The contradictory measures of the progressive-globalist president progressively deteriorate confidence in the Brazilian currency. The debt increases while the fiscal deficit rises in the first months of 2023.
The new government shows no qualms about abandoning fiscal discipline and consuming the surplus inherited from the Bolsonaro administration.
President Lula da Silva announced that the exemption from the Federal Fuel Tax would continue to be in force in 2023, while the previous administration had scheduled its repeal.
The tax exemption will remain unchanged until December in the case of diesel and biodiesel.
It will last until March for gasoline and ethanol, as provided in the Official Decree of the president issued on Monday.

For the federal government, Lula da Silva’s measures mean a cost equivalent to R$52.9 billion (US$9.87 billion) for the entire 2023 fiscal period, a strong blow to the tax revenues provided for in the Budget.
But at the same time that the Government announced the extension of tax deductions, the lifting of the spending ceiling for a value of US$28 billion this year was also approved.
The ruling party’s measures aim to unbalance public finances and generate more pressure on the deficit in the first quarter.
Even Finance Minister Fernando Haddad, who had emerged as a critic of fuel tax relief and publicly opposed the measures, finally had to give in to pressure from the President and abide by the decision regardless of any imbalance that might be generated.
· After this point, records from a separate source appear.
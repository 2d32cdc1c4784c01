//! Snapshot building
//!
//! Coordinates are truncated to integers here and only here; the simulation
//! keeps full precision.

use crate::ws::protocol::{GameEvent, NpcSnapshot, PlayerSnapshot, ProjectileSnapshot, ServerMsg};

use super::r#match::MatchState;

/// Builds the outbound per-tick view of a room
pub struct SnapshotBuilder;

impl SnapshotBuilder {
    /// Build a tick message from the current state and this tick's events
    pub fn build(state: &MatchState, events: Vec<GameEvent>) -> ServerMsg {
        let idle_threshold = state.tuning.idle_threshold;

        let players = state
            .players
            .iter()
            .map(|p| PlayerSnapshot {
                id: p.id,
                name: p.name.clone(),
                x: p.x as i32,
                y: p.y as i32,
                role: p.role,
                alive: p.alive,
                host: p.host,
                stamina: p.stamina as u8,
                ammo: p.ammo,
                slot: p.slot,
                mark: p.mark.value(),
                color: p.color,
                idle: p.idle_time >= idle_threshold,
            })
            .collect();

        let npcs = state
            .npcs
            .iter()
            .map(|n| NpcSnapshot {
                id: n.id,
                x: n.x as i32,
                y: n.y as i32,
                alive: n.alive,
                mark: n.mark.value(),
                color: n.color,
                idle: n.idle_time >= idle_threshold,
            })
            .collect();

        let projectiles = state
            .projectiles
            .iter()
            .map(|p| ProjectileSnapshot {
                id: p.id,
                x: p.x as i32,
                y: p.y as i32,
            })
            .collect();

        ServerMsg::Tick {
            seq: state.tick,
            phase: state.phase,
            timer: state.timer,
            players,
            npcs,
            projectiles,
            events,
        }
    }
}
The Minister promised to reduce the fiscal deficit ceiling of R$220 billion by 2023.
Still, the measures provided to date are moving in the opposite direction, and no compensatory changes in income or other expenses have yet been implemented.
This episode shows that the figure of Haddad will be reduced to being a mere decoration within the cabinet of ministers, and Lula da Silva will be his own Minister of Economy, emulating the strategy followed by Néstor Kirchner in Argentina.
The Brazilian Real depreciated sharply by 3.8% against the dollar only in the first three sessions of 2023 and since Lula da Silva came to power.
The currency’s parity shows the climate of mistrust after the first announcements of the new President, an effect similar to that caused by the former minister Liz Truss in the United Kingdom.
The markets discount that the debt capacity of the Brazilian Government is very modest due to the reversal of international liquidity, the growing interest payments, and the increase in the debt stock caused by the pandemic in 2020.
For all these reasons, the margin maneuver for fiscal indiscipline is reduced, and any irresponsible movement generates impacts on the exchange rate.
The Central Bank of Brazil also warned that irresponsible fiscal policies deteriorate the effectiveness of monetary policy and threaten to de-anchor inflationary expectations.
The institution’s president, Roberto Campos Neto, warned about the inflationary effect of Lula da Silva’s outlandish measures.